Deputy Nigerian Senate President Ike Ekweremadu
told VOA Nigeria cannot afford to squander its soaring oil revenues
because the majority of Nigeria's 140 million population remains
trapped in poverty.
The United Nations says nine out of 10
people in Nigeria live on less than $2 a day and the country
faces huge infrastructure challenges.
Five years ago, in an
effort to give Nigeria a financial cushion in leaner times, the country
established an "excess crude account" to save revenues from sales above
a benchmark oil price when world crude prices are high.
But
cash-hungry state governors have challenged the legality of the
account, insisting the money in it is as much theirs as the federal
government's.
Deputy Senate President Ekweremadu defends the
fund, but says fighting among Nigeria's tiers of government is harming
efforts to help the Nigerian people.
"I believe that this oil
boom, the high cost of oil at the international market, will not
continue forever," he said. "So we have to ensure that two things will
happen. First, to have savings for the future generation because they
are entitled to the oil we are enjoying today. Secondly, we want to
invest whatever we have now into more productive enterprise. Thirdly,
this is an opportunity for us to develop our infrastructure."
The
federal government plans to use $5.4 billion from the $16 billion
excess crude account to fund the rehabilitation of Nigeria's crumbling
power infrastructure.

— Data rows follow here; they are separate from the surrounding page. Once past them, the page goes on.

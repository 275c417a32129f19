use crate::buffer::{IndexBuffer, VertexBuffer};
use crate::context::{Bindable, RenderContext};
use crate::error::Result;
use crate::layout::VertexBufferLayout;
use crate::shader::ShaderProgram;
use crate::vao::VertexArray;

#[rustfmt::skip]
pub const QUAD_POSITIONS: [f32; 8] = [
    -0.5, -0.5, // 0
     0.5, -0.5, // 1
     0.5,  0.5, // 2
    -0.5,  0.5, // 3
];

pub const QUAD_INDICES: [u32; 6] = [0, 1, 2, 2, 3, 0];

/// The unit quad: one vertex array, its vertex and index buffers, and the
/// layout that ties them together.
pub struct Quad {
    vertex_array: VertexArray,
    vertices: VertexBuffer,
    indices: IndexBuffer,
    layout: VertexBufferLayout,
}

impl Quad {
    pub fn new(ctx: &RenderContext) -> Result<Self> {
        let mut vertex_array = VertexArray::new(ctx)?;
        let vertices = VertexBuffer::new(ctx, &QUAD_POSITIONS)?;

        let mut layout = VertexBufferLayout::new();
        layout.push::<f32>(2)?;
        vertex_array.add_buffer(&vertices, &layout)?;

        // Created while the array is bound, so the array keeps it.
        let indices = IndexBuffer::new(ctx, &QUAD_INDICES)?;

        vertex_array.raw_unbind()?;
        vertices.raw_unbind()?;
        indices.raw_unbind()?;

        Ok(Quad {
            vertex_array,
            vertices,
            indices,
            layout,
        })
    }

    /// Draws the quad with `program`, setting the `vec4` uniform `uniform`
    /// to `colour` first.
    pub fn draw(
        &self,
        ctx: &RenderContext,
        program: &ShaderProgram,
        uniform: &str,
        colour: [f32; 4],
    ) -> Result<()> {
        let program = program.bind()?;
        program.set_uniform_4f(uniform, colour)?;

        let vertex_array = self.vertex_array.bind()?;
        ctx.draw_indexed(&program, &vertex_array, &self.indices)
    }

    pub fn vertex_array(&self) -> &VertexArray {
        &self.vertex_array
    }

    pub fn vertices(&self) -> &VertexBuffer {
        &self.vertices
    }

    pub fn indices(&self) -> &IndexBuffer {
        &self.indices
    }

    pub fn layout(&self) -> &VertexBufferLayout {
        &self.layout
    }
}
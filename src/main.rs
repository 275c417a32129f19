use sdl2_gl_quad::logging::{init_logging, LoggingConfig};
use sdl2_gl_quad::{App, AppConfig};

fn main() {
    init_logging(LoggingConfig::default());

    let result = App::new(AppConfig::default()).and_then(|mut app| app.run());
    if let Err(err) = result {
        log::error!("{}", err);
        std::process::exit(1);
    }
}
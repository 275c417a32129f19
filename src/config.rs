use std::path::PathBuf;

use crate::context::ErrorPolicy;

/// Window and render settings for [`App`](crate::App).
#[derive(Debug, Clone)]
pub struct AppConfig {
    pub title: String,
    pub width: u32,
    pub height: u32,
    /// Requested core-profile context version, `(major, minor)`.
    pub gl_version: (u8, u8),
    pub vsync: bool,
    /// Combined `#shader vertex` / `#shader fragment` source file.
    pub shader_path: PathBuf,
    /// `vec4` uniform that receives the animated colour.
    pub colour_uniform: String,
    pub clear_colour: [f32; 4],
    pub error_policy: ErrorPolicy,
}

impl Default for AppConfig {
    fn default() -> Self {
        AppConfig {
            title: "Hello World".to_owned(),
            width: 640,
            height: 480,
            gl_version: (3, 3),
            vsync: true,
            shader_path: PathBuf::from("res/shaders/basic.shader"),
            colour_uniform: "u_Color".to_owned(),
            clear_colour: [0.0, 0.0, 0.0, 1.0],
            error_policy: ErrorPolicy::default(),
        }
    }
}

#[cfg(test)]
mod tests {
    use super::*;

    #[test]
    fn defaults_match_the_demo_scene() {
        let config = AppConfig::default();
        assert_eq!((config.width, config.height), (640, 480));
        assert_eq!(config.gl_version, (3, 3));
        assert!(config.vsync);
        assert_eq!(config.colour_uniform, "u_Color");
        assert!(config.shader_path.ends_with("basic.shader"));
    }

    #[test]
    fn debug_builds_break_on_gl_errors() {
        let expected = if cfg!(debug_assertions) {
            ErrorPolicy::Break
        } else {
            ErrorPolicy::Report
        };
        assert_eq!(AppConfig::default().error_policy, expected);
    }
}
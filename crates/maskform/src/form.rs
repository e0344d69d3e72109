#![forbid(unsafe_code)]

//! Form state and the submit aggregator.
//!
//! A [`Form`] owns every field's [`FieldSpec`], its mutable [`FieldState`] and
//! its masking engine. Each event is processed to completion in one call:
//! keystroke filter, mask rewrite, field evaluation, then a full re-scan of
//! every field to derive the [`SubmitState`].
//!
//! # Invariants
//!
//! 1. `submit_state()` is `Enabled` iff every field is ok and the external
//!    condition holds, after every call that mutates the form.
//! 2. Only the addressed field's state changes during an event.
//! 3. A self-triggered echo of a mask rewrite never re-runs validation.

use std::borrow::Cow;
use std::fmt;

use maskform_core::{EditDelta, MaskEngine, MaskOutcome, PatternConfigError};
use maskform_validation::ValidationError;

use crate::evaluate::{ErrorKind, Evaluation, evaluate};
use crate::policy::ValidationPolicy;
use crate::spec::{FieldSpec, FieldSpecBuilder, ValidationMode};

// ---------------------------------------------------------------------------
// Identifiers and errors
// ---------------------------------------------------------------------------

/// Index of a field within its [`Form`].
#[derive(Debug, Clone, Copy, PartialEq, Eq, Hash, PartialOrd, Ord)]
pub struct FieldId(usize);

impl FieldId {
    #[must_use]
    pub const fn new(index: usize) -> Self {
        Self(index)
    }

    #[must_use]
    pub const fn index(self) -> usize {
        self.0
    }
}

impl fmt::Display for FieldId {
    fn fmt(&self, f: &mut fmt::Formatter<'_>) -> fmt::Result {
        write!(f, "#{}", self.0)
    }
}

/// Errors raised by [`Form`] operations.
#[derive(Debug, Clone, PartialEq, Eq)]
pub enum FormError {
    /// No field has this id.
    UnknownField(FieldId),
    /// A field declaration failed to compile.
    Config(PatternConfigError),
}

impl fmt::Display for FormError {
    fn fmt(&self, f: &mut fmt::Formatter<'_>) -> fmt::Result {
        match self {
            Self::UnknownField(id) => write!(f, "unknown field {id}"),
            Self::Config(err) => write!(f, "invalid field declaration: {err}"),
        }
    }
}

impl std::error::Error for FormError {
    fn source(&self) -> Option<&(dyn std::error::Error + 'static)> {
        match self {
            Self::Config(err) => Some(err),
            Self::UnknownField(_) => None,
        }
    }
}

impl From<PatternConfigError> for FormError {
    fn from(err: PatternConfigError) -> Self {
        Self::Config(err)
    }
}

// ---------------------------------------------------------------------------
// FieldState / SubmitState
// ---------------------------------------------------------------------------

/// Mutable runtime data of one field.
#[derive(Debug, Clone, PartialEq, Eq, Default)]
pub struct FieldState {
    text: String,
    ok: bool,
    error: Option<ErrorKind>,
    detail: Option<ValidationError>,
    touched: bool,
}

impl FieldState {
    fn initial(spec: &FieldSpec) -> Self {
        Self {
            ok: !spec.is_required(),
            ..Self::default()
        }
    }

    /// Current buffer, delimiters included.
    pub fn text(&self) -> &str {
        &self.text
    }

    pub fn is_ok(&self) -> bool {
        self.ok
    }

    pub fn last_error(&self) -> Option<ErrorKind> {
        self.error
    }

    /// Code and message parameters of the last failure.
    pub fn error_detail(&self) -> Option<&ValidationError> {
        self.detail.as_ref()
    }

    /// Whether the field has lost focus at least once.
    pub fn is_touched(&self) -> bool {
        self.touched
    }

    fn apply(&mut self, eval: Evaluation) {
        self.ok = eval.ok;
        self.error = eval.error;
        self.detail = eval.detail;
    }
}

/// Observable state of the submit action.
#[derive(Debug, Clone, Copy, PartialEq, Eq, Default)]
pub enum SubmitState {
    #[default]
    Disabled,
    Enabled,
}

impl SubmitState {
    #[must_use]
    pub const fn is_enabled(self) -> bool {
        matches!(self, Self::Enabled)
    }
}

impl From<bool> for SubmitState {
    fn from(enabled: bool) -> Self {
        if enabled { Self::Enabled } else { Self::Disabled }
    }
}

// ---------------------------------------------------------------------------
// Form
// ---------------------------------------------------------------------------

#[derive(Debug)]
struct Field {
    spec: FieldSpec,
    state: FieldState,
    engine: Option<MaskEngine>,
}

impl Field {
    fn new(spec: FieldSpec) -> Self {
        Self {
            state: FieldState::initial(&spec),
            engine: spec.mask_engine(),
            spec,
        }
    }

    /// Drop inserted chars the field does not accept. Delimiters always pass.
    fn filter_keystrokes<'a>(&self, delta: &'a EditDelta) -> Cow<'a, EditDelta> {
        let allowed = self.spec.allowed_chars();
        let accepts = |c: char| allowed.accepts(c) || self.spec.is_delimiter(c);
        if delta.inserted_chars().all(accepts) {
            return Cow::Borrowed(delta);
        }

        let kept: String = delta.inserted_chars().filter(|c| accepts(*c)).collect();
        let after: String = delta
            .after
            .chars()
            .take(delta.start)
            .chain(kept.chars())
            .chain(delta.after.chars().skip(delta.start + delta.inserted))
            .collect();
        #[cfg(feature = "tracing")]
        tracing::trace!(rejected = delta.inserted - kept.chars().count(), "filtered keystrokes");
        Cow::Owned(EditDelta::new(
            delta.before.clone(),
            after,
            delta.start,
            delta.removed,
            kept.chars().count(),
        ))
    }

    fn rewrite(&mut self, delta: &EditDelta) -> MaskOutcome {
        if let Some(engine) = self.engine.as_mut() {
            return engine.apply(delta);
        }

        // Unmasked: only the length cap applies.
        let mut text = delta.after.clone();
        let mut cursor = delta.caret();
        if let Some(max) = self.spec.max_length()
            && text.chars().count() > max
        {
            text = text.chars().take(max).collect();
            cursor = cursor.min(max);
        }
        MaskOutcome {
            rewritten: text != delta.after,
            text,
            cursor,
            suppressed: false,
        }
    }

    fn format(&self, raw: &str) -> String {
        match &self.engine {
            Some(engine) => engine.format(&self.spec.allowed_chars().filter(raw)),
            None => {
                let filtered = self.spec.allowed_chars().filter(raw);
                match self.spec.max_length() {
                    Some(max) => filtered.chars().take(max).collect(),
                    None => filtered,
                }
            }
        }
    }

    fn validate(&mut self, policy: &ValidationPolicy) {
        let eval = evaluate(&self.spec, &self.state.text, policy);
        #[cfg(feature = "tracing")]
        tracing::trace!(ok = eval.ok, error = ?eval.error, "field evaluated");
        self.state.apply(eval);
    }
}

/// A set of fields plus one external condition, driving a submit action.
///
/// # Example
///
/// ```rust
/// use maskform::{FieldKind, FieldSpec, Form};
///
/// let mut form = Form::new();
/// let tax_id = form.declare(FieldSpec::builder(FieldKind::NationalIdShort)).unwrap();
///
/// form.type_text(tax_id, "10020214995").unwrap();
/// assert_eq!(form.raw_value(tax_id).unwrap(), "100.202.149-95");
/// assert_eq!(form.unmasked_value(tax_id).unwrap(), "10020214995");
/// assert!(form.is_submit_enabled());
/// ```
#[derive(Debug)]
pub struct Form {
    fields: Vec<Field>,
    policy: ValidationPolicy,
    external_condition: bool,
    submit: SubmitState,
}

impl Default for Form {
    fn default() -> Self {
        Self::new()
    }
}

impl Form {
    /// An empty form with the default policy and the external condition met.
    #[must_use]
    pub fn new() -> Self {
        Self::with_policy(ValidationPolicy::default())
    }

    #[must_use]
    pub fn with_policy(policy: ValidationPolicy) -> Self {
        Self {
            fields: Vec::new(),
            policy,
            external_condition: true,
            submit: SubmitState::Enabled,
        }
    }

    pub fn policy(&self) -> ValidationPolicy {
        self.policy
    }

    /// Add a declared field. Required fields start not ok, optional ones ok.
    pub fn add_field(&mut self, spec: FieldSpec) -> FieldId {
        let id = FieldId(self.fields.len());
        #[cfg(feature = "tracing")]
        tracing::debug!(field = %id, kind = ?spec.kind(), required = spec.is_required(), "field added");
        self.fields.push(Field::new(spec));
        self.recompute();
        id
    }

    /// Build and add a field in one step.
    pub fn declare(&mut self, builder: FieldSpecBuilder) -> Result<FieldId, FormError> {
        let spec = builder.build()?;
        Ok(self.add_field(spec))
    }

    pub fn field_count(&self) -> usize {
        self.fields.len()
    }

    /// Ids of every field, in declaration order.
    pub fn field_ids(&self) -> impl Iterator<Item = FieldId> + '_ {
        (0..self.fields.len()).map(FieldId)
    }

    pub fn spec(&self, id: FieldId) -> Result<&FieldSpec, FormError> {
        self.field(id).map(|f| &f.spec)
    }

    pub fn state(&self, id: FieldId) -> Result<&FieldState, FormError> {
        self.field(id).map(|f| &f.state)
    }

    /// Process one raw text-change event and return the buffer to display.
    pub fn on_field_changed(
        &mut self,
        id: FieldId,
        delta: &EditDelta,
    ) -> Result<MaskOutcome, FormError> {
        #[cfg(feature = "tracing")]
        let _span = tracing::debug_span!("form.field_changed", field = %id).entered();
        let policy = self.policy;
        let field = self.field_mut(id)?;

        let delta = field.filter_keystrokes(delta);
        let outcome = field.rewrite(&delta);
        field.state.text.clone_from(&outcome.text);
        if outcome.suppressed {
            return Ok(outcome);
        }

        if field.spec.validation_mode() == ValidationMode::OnChange {
            field.validate(&policy);
        }
        self.recompute();
        Ok(outcome)
    }

    /// Process a focus-loss event.
    pub fn on_field_blurred(&mut self, id: FieldId) -> Result<(), FormError> {
        #[cfg(feature = "tracing")]
        let _span = tracing::debug_span!("form.field_blurred", field = %id).entered();
        let policy = self.policy;
        let field = self.field_mut(id)?;

        field.state.touched = true;
        if field.spec.validation_mode() == ValidationMode::OnBlur {
            field.validate(&policy);
        }
        self.recompute();
        Ok(())
    }

    /// Replace the buffer with `raw`, laid into the mask.
    pub fn set_value(&mut self, id: FieldId, raw: &str) -> Result<(), FormError> {
        let policy = self.policy;
        let field = self.field_mut(id)?;

        field.state.text = field.format(raw);
        if let Some(engine) = field.engine.as_mut() {
            engine.reset();
        }
        if field.spec.validation_mode() == ValidationMode::OnChange {
            field.validate(&policy);
        }
        self.recompute();
        Ok(())
    }

    /// Type `text` at the end of the buffer, one keystroke per char.
    pub fn type_text(&mut self, id: FieldId, text: &str) -> Result<MaskOutcome, FormError> {
        let current = self.state(id)?.text.clone();
        let mut outcome = MaskOutcome {
            cursor: current.chars().count(),
            text: current,
            rewritten: false,
            suppressed: false,
        };
        let mut key = [0u8; 4];
        for c in text.chars() {
            let before = &outcome.text;
            let delta = EditDelta::insert(before, before.chars().count(), c.encode_utf8(&mut key));
            outcome = self.on_field_changed(id, &delta)?;
        }
        Ok(outcome)
    }

    /// Delete the last char of the buffer.
    pub fn backspace(&mut self, id: FieldId) -> Result<MaskOutcome, FormError> {
        let delta = EditDelta::backspace(&self.state(id)?.text);
        self.on_field_changed(id, &delta)
    }

    /// Field text with every delimiter removed.
    pub fn unmasked_value(&self, id: FieldId) -> Result<String, FormError> {
        let field = self.field(id)?;
        Ok(field.spec.unmask(&field.state.text))
    }

    /// Field text verbatim.
    pub fn raw_value(&self, id: FieldId) -> Result<&str, FormError> {
        Ok(&self.field(id)?.state.text)
    }

    pub fn external_condition(&self) -> bool {
        self.external_condition
    }

    /// Set the condition that is ANDed with every field, then re-aggregate.
    pub fn set_external_condition(&mut self, valid: bool) -> SubmitState {
        self.external_condition = valid;
        self.recompute()
    }

    /// Re-aggregate without touching any field.
    pub fn revalidate(&mut self) -> SubmitState {
        self.recompute()
    }

    /// Re-evaluate every field against its current text, then re-aggregate.
    pub fn validate_all(&mut self) -> SubmitState {
        let policy = self.policy;
        for field in &mut self.fields {
            field.validate(&policy);
        }
        self.recompute()
    }

    pub fn submit_state(&self) -> SubmitState {
        self.submit
    }

    pub fn is_submit_enabled(&self) -> bool {
        self.submit.is_enabled()
    }

    /// Fields carrying an error, in declaration order.
    pub fn errors(&self) -> Vec<(FieldId, ErrorKind)> {
        self.fields
            .iter()
            .enumerate()
            .filter_map(|(i, f)| f.state.error.map(|e| (FieldId(i), e)))
            .collect()
    }

    // --- internal ---

    fn field(&self, id: FieldId) -> Result<&Field, FormError> {
        self.fields.get(id.0).ok_or(FormError::UnknownField(id))
    }

    fn field_mut(&mut self, id: FieldId) -> Result<&mut Field, FormError> {
        self.fields.get_mut(id.0).ok_or(FormError::UnknownField(id))
    }

    fn recompute(&mut self) -> SubmitState {
        let enabled = self.external_condition && self.fields.iter().all(|f| f.state.ok);
        let next = SubmitState::from(enabled);
        if next != self.submit {
            #[cfg(feature = "tracing")]
            tracing::debug!(from = ?self.submit, to = ?next, "submit state changed");
            self.submit = next;
        }
        self.submit
    }
}
#![forbid(unsafe_code)]

//! End-to-end form flows driven through the public facade.

use maskform::prelude::*;
use maskform::{EditDelta, ValidationPolicy};

fn registration_form() -> (Form, FieldId, FieldId) {
    let mut form = Form::new();
    let tax_id = form
        .declare(FieldSpec::builder(FieldKind::NationalIdShort))
        .unwrap();
    let email = form.declare(FieldSpec::builder(FieldKind::Email)).unwrap();
    (form, tax_id, email)
}

#[test]
fn tax_id_and_email_drive_submit() {
    let (mut form, tax_id, email) = registration_form();
    assert_eq!(form.submit_state(), SubmitState::Disabled);

    form.type_text(tax_id, "10020214995").unwrap();
    let state = form.state(tax_id).unwrap();
    assert_eq!(state.text(), "100.202.149-95");
    assert!(state.is_ok());
    assert!(!form.is_submit_enabled());

    form.type_text(email, "aaaaaaa").unwrap();
    let state = form.state(email).unwrap();
    assert!(!state.is_ok());
    assert_eq!(state.last_error(), Some(ErrorKind::TypeInvalid));
    assert!(!form.is_submit_enabled());

    form.type_text(email, "@gmail").unwrap();
    assert!(!form.is_submit_enabled(), "no dot yet");

    form.type_text(email, ".com").unwrap();
    assert_eq!(form.raw_value(email).unwrap(), "aaaaaaa@gmail.com");
    assert!(form.state(email).unwrap().is_ok());
    assert!(form.is_submit_enabled());
    assert!(form.errors().is_empty());
}

#[test]
fn second_at_sign_disables_again() {
    let (mut form, tax_id, email) = registration_form();
    form.set_value(tax_id, "10020214995").unwrap();
    form.set_value(email, "a@b.com").unwrap();
    assert!(form.is_submit_enabled());

    form.type_text(email, "@").unwrap();
    assert!(!form.is_submit_enabled());
    assert_eq!(form.errors(), vec![(email, ErrorKind::TypeInvalid)]);

    form.backspace(email).unwrap();
    assert!(form.is_submit_enabled());
}

#[test]
fn wrong_check_digit_is_type_invalid() {
    let (mut form, tax_id, _) = registration_form();
    form.type_text(tax_id, "12345678901").unwrap();
    let state = form.state(tax_id).unwrap();
    assert_eq!(state.text(), "123.456.789-01");
    assert_eq!(state.last_error(), Some(ErrorKind::TypeInvalid));
    assert_eq!(state.error_detail().unwrap().param("name"), Some("Tax ID"));
}

#[test]
fn company_id_typed_digit_by_digit() {
    let mut form = Form::new();
    let id = form
        .declare(FieldSpec::builder(FieldKind::NationalIdLong))
        .unwrap();
    form.type_text(id, "41705727000151").unwrap();
    assert_eq!(form.raw_value(id).unwrap(), "41.705.727/0001-51");
    assert!(form.state(id).unwrap().is_ok());
}

#[test]
fn cellphone_picks_layout_by_length() {
    let mut form = Form::new();
    let phone = form
        .declare(FieldSpec::builder(FieldKind::Cellphone))
        .unwrap();

    form.type_text(phone, "1187654321").unwrap();
    assert_eq!(form.raw_value(phone).unwrap(), "(11) 8765-4321");
    assert!(form.state(phone).unwrap().is_ok());

    form.type_text(phone, "9").unwrap();
    assert_eq!(form.raw_value(phone).unwrap(), "(11) 87654-3219");
    assert!(form.state(phone).unwrap().is_ok());
}

#[test]
fn cellphone_backspace_returns_to_short_layout() {
    let mut form = Form::new();
    let phone = form
        .declare(FieldSpec::builder(FieldKind::Cellphone))
        .unwrap();

    form.type_text(phone, "11987654321").unwrap();
    assert_eq!(form.raw_value(phone).unwrap(), "(11) 98765-4321");

    let out = form.backspace(phone).unwrap();
    assert_eq!(out.text, "(11) 9876-5432");
    assert_eq!(out.cursor, 14);
    assert!(form.state(phone).unwrap().is_ok());

    form.backspace(phone).unwrap();
    assert_eq!(form.raw_value(phone).unwrap(), "(11) 9876-543");
    assert_eq!(
        form.state(phone).unwrap().last_error(),
        Some(ErrorKind::MinLengthNotMet)
    );
}

#[test]
fn deleting_a_delimiter_keeps_the_tax_id() {
    let mut form = Form::new();
    let id = form
        .declare(FieldSpec::builder(FieldKind::NationalIdShort))
        .unwrap();
    form.set_value(id, "10020214995").unwrap();

    let out = form
        .on_field_changed(id, &EditDelta::delete("100.202.149-95", 3, 1))
        .unwrap();
    assert_eq!(out.text, "100.202.149-95");
    assert_eq!(out.cursor, 14);
    assert_eq!(form.unmasked_value(id).unwrap(), "10020214995");
    assert!(form.is_submit_enabled());
}

#[test]
fn date_and_postal_code() {
    let mut form = Form::new();
    let date = form.declare(FieldSpec::builder(FieldKind::Date)).unwrap();
    let cep = form
        .declare(FieldSpec::builder(FieldKind::PostalCode))
        .unwrap();

    form.type_text(date, "12032024").unwrap();
    form.type_text(cep, "01310100").unwrap();
    assert_eq!(form.raw_value(date).unwrap(), "12/03/2024");
    assert_eq!(form.raw_value(cep).unwrap(), "01310-100");
    assert_eq!(form.unmasked_value(date).unwrap(), "12032024");
    assert!(form.is_submit_enabled());
}

#[test]
fn backspace_never_strands_delimiters() {
    let mut form = Form::new();
    let id = form
        .declare(FieldSpec::builder(FieldKind::Phone))
        .unwrap();
    form.type_text(id, "1132654321").unwrap();
    assert_eq!(form.raw_value(id).unwrap(), "(11) 3265-4321");

    let mut guard = 0;
    while !form.raw_value(id).unwrap().is_empty() {
        form.backspace(id).unwrap();
        let text = form.raw_value(id).unwrap();
        assert!(
            text.is_empty() || text.chars().any(|c| c.is_ascii_digit()),
            "stranded delimiters: {text:?}"
        );
        guard += 1;
        assert!(guard <= 14, "backspace did not converge");
    }
}

#[test]
fn mid_buffer_deletion_reflows() {
    let mut form = Form::new();
    let id = form
        .declare(FieldSpec::builder(FieldKind::PostalCode))
        .unwrap();
    form.set_value(id, "01310100").unwrap();
    assert!(form.state(id).unwrap().is_ok());

    let out = form
        .on_field_changed(id, &EditDelta::delete("01310-100", 0, 1))
        .unwrap();
    assert_eq!(out.text, "13101-00");
    assert_eq!(out.cursor, 0);
    assert_eq!(
        form.state(id).unwrap().last_error(),
        Some(ErrorKind::ExactLengthMismatch)
    );
    assert!(!form.is_submit_enabled());
}

#[test]
fn optional_fields_start_valid() {
    let mut form = Form::new();
    for kind in [FieldKind::PlainText, FieldKind::Email, FieldKind::Phone] {
        form.declare(FieldSpec::builder(kind).optional()).unwrap();
    }
    assert!(form.field_ids().all(|id| form.state(id).unwrap().is_ok()));
    assert!(form.is_submit_enabled());
}

#[test]
fn strict_policy_from_env_lookup() {
    let policy = ValidationPolicy::from_env_with(|key| {
        (key == "MASKFORM_STRICT_OPTIONAL").then(|| "yes".to_string())
    });
    let mut form = Form::with_policy(policy);
    let email = form
        .declare(FieldSpec::builder(FieldKind::Email).optional())
        .unwrap();

    form.type_text(email, "x").unwrap();
    assert!(!form.is_submit_enabled());
    form.backspace(email).unwrap();
    assert!(form.is_submit_enabled());
}

#[test]
fn letters_only_field_filters_digits() {
    let mut form = Form::new();
    let name = form
        .declare(FieldSpec::builder(FieldKind::PlainTextLetters))
        .unwrap();
    form.type_text(name, "Jo4ão 2Silva").unwrap();
    assert_eq!(form.raw_value(name).unwrap(), "João Silva");
    assert!(form.state(name).unwrap().is_ok());
}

Nigeria has already paid out about $7 billion
from the account, but that has raised fears the spending could add to
inflationary pressures.
Surging crude prices have swelled
government coffers, even as militant attacks on oil facilities have cut
the country's two million barrels per day production.
The
militants say they are agitating for more of the petroleum funds to be
spent developing the impoverished six states comprising the southern
Niger Delta.
Five decades of oil extraction from the delta have
polluted its land and water, leaving villages impoverished while
corrupt politicians and criminal gangs are accused of enriching
themselves with a lucrative trade in stolen crude.